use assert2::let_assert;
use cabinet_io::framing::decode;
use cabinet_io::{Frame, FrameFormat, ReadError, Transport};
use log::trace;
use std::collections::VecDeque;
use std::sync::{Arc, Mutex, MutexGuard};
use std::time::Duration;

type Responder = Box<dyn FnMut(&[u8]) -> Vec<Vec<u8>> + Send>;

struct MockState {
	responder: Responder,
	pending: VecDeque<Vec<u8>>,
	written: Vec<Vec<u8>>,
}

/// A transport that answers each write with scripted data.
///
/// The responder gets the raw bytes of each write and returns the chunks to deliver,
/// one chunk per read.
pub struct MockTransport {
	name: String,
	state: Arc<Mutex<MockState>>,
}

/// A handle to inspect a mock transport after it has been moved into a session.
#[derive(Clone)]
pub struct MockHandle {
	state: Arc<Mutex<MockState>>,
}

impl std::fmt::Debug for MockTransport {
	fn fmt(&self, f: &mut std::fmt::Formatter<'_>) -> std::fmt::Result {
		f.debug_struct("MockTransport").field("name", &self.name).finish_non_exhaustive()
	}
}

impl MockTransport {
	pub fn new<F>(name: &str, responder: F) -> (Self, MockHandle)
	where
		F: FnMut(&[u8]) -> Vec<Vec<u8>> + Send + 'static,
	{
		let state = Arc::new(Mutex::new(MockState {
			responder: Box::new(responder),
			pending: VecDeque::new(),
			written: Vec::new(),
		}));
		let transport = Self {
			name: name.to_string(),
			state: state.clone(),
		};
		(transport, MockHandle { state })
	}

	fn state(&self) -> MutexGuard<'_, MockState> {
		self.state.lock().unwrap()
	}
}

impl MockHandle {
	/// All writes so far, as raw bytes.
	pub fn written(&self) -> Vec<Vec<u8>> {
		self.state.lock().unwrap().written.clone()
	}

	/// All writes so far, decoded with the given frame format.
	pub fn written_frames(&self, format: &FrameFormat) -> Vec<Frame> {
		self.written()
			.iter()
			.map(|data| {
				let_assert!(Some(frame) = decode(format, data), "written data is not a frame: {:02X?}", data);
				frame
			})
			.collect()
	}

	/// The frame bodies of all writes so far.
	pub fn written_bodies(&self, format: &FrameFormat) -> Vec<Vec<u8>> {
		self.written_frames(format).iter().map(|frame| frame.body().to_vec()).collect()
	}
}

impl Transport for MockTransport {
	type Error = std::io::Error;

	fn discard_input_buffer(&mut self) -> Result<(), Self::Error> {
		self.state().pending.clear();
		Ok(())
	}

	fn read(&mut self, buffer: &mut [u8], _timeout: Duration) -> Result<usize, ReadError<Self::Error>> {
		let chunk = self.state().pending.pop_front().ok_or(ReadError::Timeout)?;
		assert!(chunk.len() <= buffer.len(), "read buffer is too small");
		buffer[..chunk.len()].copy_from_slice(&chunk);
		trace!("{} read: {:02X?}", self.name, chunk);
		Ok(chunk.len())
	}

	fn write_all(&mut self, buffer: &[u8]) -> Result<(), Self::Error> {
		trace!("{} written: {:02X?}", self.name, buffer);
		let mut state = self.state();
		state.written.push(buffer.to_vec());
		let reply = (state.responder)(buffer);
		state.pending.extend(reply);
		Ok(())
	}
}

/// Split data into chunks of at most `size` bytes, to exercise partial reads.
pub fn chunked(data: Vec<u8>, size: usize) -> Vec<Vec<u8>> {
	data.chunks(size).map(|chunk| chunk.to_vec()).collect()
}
--------------------------------------------------
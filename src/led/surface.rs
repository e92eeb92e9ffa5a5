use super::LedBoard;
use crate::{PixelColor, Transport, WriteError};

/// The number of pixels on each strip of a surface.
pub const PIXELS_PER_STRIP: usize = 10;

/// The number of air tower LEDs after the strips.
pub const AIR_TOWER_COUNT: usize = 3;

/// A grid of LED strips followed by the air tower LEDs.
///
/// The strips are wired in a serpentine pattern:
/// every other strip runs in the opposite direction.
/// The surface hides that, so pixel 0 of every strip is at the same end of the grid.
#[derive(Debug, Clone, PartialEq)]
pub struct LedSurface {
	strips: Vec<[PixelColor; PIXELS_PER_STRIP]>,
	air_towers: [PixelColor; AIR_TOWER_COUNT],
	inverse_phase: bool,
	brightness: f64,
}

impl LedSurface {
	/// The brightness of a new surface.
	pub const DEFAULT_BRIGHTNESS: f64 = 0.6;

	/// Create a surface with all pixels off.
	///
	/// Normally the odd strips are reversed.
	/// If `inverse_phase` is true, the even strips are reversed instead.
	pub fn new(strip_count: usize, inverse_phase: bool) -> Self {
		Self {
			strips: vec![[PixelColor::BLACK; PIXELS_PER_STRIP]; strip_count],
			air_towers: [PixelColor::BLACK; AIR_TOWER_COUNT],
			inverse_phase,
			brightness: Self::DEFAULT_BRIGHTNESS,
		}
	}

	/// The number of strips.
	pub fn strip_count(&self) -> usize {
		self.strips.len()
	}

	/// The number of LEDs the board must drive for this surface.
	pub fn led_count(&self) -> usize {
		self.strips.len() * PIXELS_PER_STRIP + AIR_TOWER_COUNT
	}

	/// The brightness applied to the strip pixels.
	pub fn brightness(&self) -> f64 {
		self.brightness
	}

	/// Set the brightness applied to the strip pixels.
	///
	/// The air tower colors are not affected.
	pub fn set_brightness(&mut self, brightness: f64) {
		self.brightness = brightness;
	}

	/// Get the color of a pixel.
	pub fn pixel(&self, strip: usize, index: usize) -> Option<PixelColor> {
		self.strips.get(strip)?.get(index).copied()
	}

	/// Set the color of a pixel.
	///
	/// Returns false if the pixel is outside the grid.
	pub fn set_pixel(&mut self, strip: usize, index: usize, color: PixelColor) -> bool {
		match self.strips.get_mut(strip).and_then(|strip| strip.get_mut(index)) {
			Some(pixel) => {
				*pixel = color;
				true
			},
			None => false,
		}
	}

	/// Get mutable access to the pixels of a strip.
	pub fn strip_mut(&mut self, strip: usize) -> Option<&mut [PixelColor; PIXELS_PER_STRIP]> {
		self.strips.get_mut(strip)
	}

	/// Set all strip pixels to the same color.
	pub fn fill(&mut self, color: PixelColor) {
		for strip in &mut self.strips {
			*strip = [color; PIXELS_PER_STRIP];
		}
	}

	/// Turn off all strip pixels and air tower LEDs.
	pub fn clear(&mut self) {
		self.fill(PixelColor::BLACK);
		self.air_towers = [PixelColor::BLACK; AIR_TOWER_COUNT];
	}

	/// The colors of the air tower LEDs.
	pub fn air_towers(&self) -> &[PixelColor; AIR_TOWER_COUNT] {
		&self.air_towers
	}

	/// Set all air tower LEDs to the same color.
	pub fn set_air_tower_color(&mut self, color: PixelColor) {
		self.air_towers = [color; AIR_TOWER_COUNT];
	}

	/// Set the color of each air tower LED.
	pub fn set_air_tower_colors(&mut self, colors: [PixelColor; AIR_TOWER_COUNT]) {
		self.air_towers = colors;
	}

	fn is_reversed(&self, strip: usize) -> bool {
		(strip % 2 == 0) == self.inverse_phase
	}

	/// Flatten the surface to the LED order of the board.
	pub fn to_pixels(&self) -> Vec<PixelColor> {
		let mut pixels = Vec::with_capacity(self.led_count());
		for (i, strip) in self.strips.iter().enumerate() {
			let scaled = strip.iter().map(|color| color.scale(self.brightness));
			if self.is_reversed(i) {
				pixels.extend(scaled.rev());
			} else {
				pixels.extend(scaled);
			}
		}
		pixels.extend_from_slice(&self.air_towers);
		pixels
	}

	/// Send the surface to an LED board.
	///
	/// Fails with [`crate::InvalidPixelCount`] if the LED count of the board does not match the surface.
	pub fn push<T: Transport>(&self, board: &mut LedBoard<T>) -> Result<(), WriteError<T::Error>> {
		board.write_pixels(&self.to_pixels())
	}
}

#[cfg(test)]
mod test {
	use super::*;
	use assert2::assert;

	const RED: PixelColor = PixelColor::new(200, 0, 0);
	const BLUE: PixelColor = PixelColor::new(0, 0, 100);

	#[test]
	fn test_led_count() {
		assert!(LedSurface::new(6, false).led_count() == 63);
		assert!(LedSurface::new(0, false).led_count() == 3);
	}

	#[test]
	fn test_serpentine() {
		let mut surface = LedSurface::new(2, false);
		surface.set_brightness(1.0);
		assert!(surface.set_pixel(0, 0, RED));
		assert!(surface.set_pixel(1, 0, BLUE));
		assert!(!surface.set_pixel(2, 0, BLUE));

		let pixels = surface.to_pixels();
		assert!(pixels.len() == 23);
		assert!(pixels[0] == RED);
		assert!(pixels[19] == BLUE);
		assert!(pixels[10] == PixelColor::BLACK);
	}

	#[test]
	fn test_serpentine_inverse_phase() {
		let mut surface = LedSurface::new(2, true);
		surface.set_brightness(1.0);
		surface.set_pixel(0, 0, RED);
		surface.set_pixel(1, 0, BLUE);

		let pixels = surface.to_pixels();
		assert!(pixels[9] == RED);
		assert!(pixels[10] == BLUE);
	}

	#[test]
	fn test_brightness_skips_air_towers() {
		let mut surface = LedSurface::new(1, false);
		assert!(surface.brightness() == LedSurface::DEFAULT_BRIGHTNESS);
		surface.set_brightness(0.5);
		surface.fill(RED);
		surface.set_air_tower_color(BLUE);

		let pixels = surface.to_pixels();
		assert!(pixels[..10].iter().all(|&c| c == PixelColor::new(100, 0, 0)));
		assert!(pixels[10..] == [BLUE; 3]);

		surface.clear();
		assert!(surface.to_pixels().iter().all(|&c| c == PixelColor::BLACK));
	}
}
--------------------------------------------------
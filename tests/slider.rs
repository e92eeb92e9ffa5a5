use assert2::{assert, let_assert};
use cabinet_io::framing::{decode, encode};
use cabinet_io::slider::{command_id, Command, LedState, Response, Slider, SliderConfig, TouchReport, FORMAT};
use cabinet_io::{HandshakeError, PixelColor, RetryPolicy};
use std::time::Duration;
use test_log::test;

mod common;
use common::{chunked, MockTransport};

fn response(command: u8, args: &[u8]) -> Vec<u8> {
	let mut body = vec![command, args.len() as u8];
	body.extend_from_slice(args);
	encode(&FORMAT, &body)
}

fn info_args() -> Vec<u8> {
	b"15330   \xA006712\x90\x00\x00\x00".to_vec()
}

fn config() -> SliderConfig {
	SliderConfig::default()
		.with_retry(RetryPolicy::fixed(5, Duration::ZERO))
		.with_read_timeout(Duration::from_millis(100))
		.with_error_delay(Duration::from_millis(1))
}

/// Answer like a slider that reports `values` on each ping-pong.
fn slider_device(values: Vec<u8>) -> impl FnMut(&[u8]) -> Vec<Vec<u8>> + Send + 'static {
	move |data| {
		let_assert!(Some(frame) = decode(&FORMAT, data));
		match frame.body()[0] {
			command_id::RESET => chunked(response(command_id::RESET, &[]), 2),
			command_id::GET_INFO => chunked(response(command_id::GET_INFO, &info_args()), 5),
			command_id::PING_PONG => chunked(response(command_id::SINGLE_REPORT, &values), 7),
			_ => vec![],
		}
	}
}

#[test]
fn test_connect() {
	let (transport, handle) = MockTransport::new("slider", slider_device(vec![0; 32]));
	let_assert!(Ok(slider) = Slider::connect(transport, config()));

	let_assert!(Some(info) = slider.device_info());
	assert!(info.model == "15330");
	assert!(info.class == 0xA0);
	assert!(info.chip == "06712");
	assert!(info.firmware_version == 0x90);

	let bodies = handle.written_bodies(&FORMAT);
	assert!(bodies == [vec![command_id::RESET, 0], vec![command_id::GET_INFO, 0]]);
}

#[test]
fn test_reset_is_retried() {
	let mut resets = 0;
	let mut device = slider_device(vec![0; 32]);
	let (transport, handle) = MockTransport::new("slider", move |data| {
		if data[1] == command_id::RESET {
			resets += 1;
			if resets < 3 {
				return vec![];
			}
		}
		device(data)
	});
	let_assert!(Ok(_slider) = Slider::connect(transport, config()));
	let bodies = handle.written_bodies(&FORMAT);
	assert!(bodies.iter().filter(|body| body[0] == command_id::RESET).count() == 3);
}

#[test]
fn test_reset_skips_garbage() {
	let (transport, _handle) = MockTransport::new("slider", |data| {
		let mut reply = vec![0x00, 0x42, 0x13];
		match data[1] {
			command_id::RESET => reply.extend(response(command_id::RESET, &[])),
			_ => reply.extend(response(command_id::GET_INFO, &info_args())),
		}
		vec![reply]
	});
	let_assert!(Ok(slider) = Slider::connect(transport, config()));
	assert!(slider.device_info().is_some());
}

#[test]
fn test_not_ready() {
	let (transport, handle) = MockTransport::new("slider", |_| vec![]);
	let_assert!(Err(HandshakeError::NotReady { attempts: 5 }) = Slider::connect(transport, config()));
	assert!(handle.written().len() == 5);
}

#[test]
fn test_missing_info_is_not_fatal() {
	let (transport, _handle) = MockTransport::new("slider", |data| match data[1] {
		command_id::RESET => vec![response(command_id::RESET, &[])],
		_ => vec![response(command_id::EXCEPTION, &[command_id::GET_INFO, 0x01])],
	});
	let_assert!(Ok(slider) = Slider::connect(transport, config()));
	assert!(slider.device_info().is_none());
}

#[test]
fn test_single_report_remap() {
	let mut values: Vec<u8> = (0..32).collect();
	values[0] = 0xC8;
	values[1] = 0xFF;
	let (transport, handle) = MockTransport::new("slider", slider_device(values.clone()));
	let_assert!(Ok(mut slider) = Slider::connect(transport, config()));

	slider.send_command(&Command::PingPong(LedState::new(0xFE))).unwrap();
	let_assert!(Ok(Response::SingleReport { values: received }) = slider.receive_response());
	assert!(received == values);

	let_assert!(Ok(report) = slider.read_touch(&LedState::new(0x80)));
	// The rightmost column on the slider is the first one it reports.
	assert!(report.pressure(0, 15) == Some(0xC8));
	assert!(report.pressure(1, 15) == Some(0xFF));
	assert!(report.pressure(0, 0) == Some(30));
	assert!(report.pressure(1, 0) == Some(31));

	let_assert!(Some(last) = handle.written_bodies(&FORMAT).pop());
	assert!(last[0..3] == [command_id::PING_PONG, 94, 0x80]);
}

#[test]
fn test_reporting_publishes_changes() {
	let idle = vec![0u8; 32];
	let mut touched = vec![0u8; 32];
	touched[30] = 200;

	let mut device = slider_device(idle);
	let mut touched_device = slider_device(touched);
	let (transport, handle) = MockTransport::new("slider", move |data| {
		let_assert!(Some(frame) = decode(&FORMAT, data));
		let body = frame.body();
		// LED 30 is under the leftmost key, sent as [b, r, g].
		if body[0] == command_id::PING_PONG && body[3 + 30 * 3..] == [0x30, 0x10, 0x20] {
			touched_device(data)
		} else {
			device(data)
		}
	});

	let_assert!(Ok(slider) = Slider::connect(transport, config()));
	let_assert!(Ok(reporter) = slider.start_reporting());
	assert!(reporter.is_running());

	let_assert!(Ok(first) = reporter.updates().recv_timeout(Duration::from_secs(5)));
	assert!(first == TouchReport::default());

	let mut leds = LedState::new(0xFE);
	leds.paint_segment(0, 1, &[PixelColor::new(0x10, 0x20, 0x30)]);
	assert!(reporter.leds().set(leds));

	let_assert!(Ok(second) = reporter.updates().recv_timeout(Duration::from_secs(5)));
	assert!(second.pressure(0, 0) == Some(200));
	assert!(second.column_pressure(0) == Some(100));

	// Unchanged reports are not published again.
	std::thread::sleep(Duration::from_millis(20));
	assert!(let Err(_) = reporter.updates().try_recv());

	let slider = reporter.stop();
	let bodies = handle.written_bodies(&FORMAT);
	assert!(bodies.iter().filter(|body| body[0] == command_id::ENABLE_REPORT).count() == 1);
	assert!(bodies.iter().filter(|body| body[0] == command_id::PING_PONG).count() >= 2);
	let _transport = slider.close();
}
--------------------------------------------------
→ **Task statement**
Beginning at the line above that contains "use assert2::let_assert;", return each line exactly through the line that contains "given frame format.", and no others.

→ **Response area**
use assert2::let_assert;
use cabinet_io::framing::decode;
use cabinet_io::{Frame, FrameFormat, ReadError, Transport};
use log::trace;
use std::collections::VecDeque;
use std::sync::{Arc, Mutex, MutexGuard};
use std::time::Duration;

type Responder = Box<dyn FnMut(&[u8]) -> Vec<Vec<u8>> + Send>;

struct MockState {
	responder: Responder,
	pending: VecDeque<Vec<u8>>,
	written: Vec<Vec<u8>>,
}

/// A transport that answers each write with scripted data.
///
/// The responder gets the raw bytes of each write and returns the chunks to deliver,
/// one chunk per read.
pub struct MockTransport {
	name: String,
	state: Arc<Mutex<MockState>>,
}

/// A handle to inspect a mock transport after it has been moved into a session.
#[derive(Clone)]
pub struct MockHandle {
	state: Arc<Mutex<MockState>>,
}

impl std::fmt::Debug for MockTransport {
	fn fmt(&self, f: &mut std::fmt::Formatter<'_>) -> std::fmt::Result {
		f.debug_struct("MockTransport").field("name", &self.name).finish_non_exhaustive()
	}
}

impl MockTransport {
	pub fn new<F>(name: &str, responder: F) -> (Self, MockHandle)
	where
		F: FnMut(&[u8]) -> Vec<Vec<u8>> + Send + 'static,
	{
		let state = Arc::new(Mutex::new(MockState {
			responder: Box::new(responder),
			pending: VecDeque::new(),
			written: Vec::new(),
		}));
		let transport = Self {
			name: name.to_string(),
			state: state.clone(),
		};
		(transport, MockHandle { state })
	}

	fn state(&self) -> MutexGuard<'_, MockState> {
		self.state.lock().unwrap()
	}
}

impl MockHandle {
	/// All writes so far, as raw bytes.
	pub fn written(&self) -> Vec<Vec<u8>> {
		self.state.lock().unwrap().written.clone()
	}

	/// All writes so far, decoded with the given frame format.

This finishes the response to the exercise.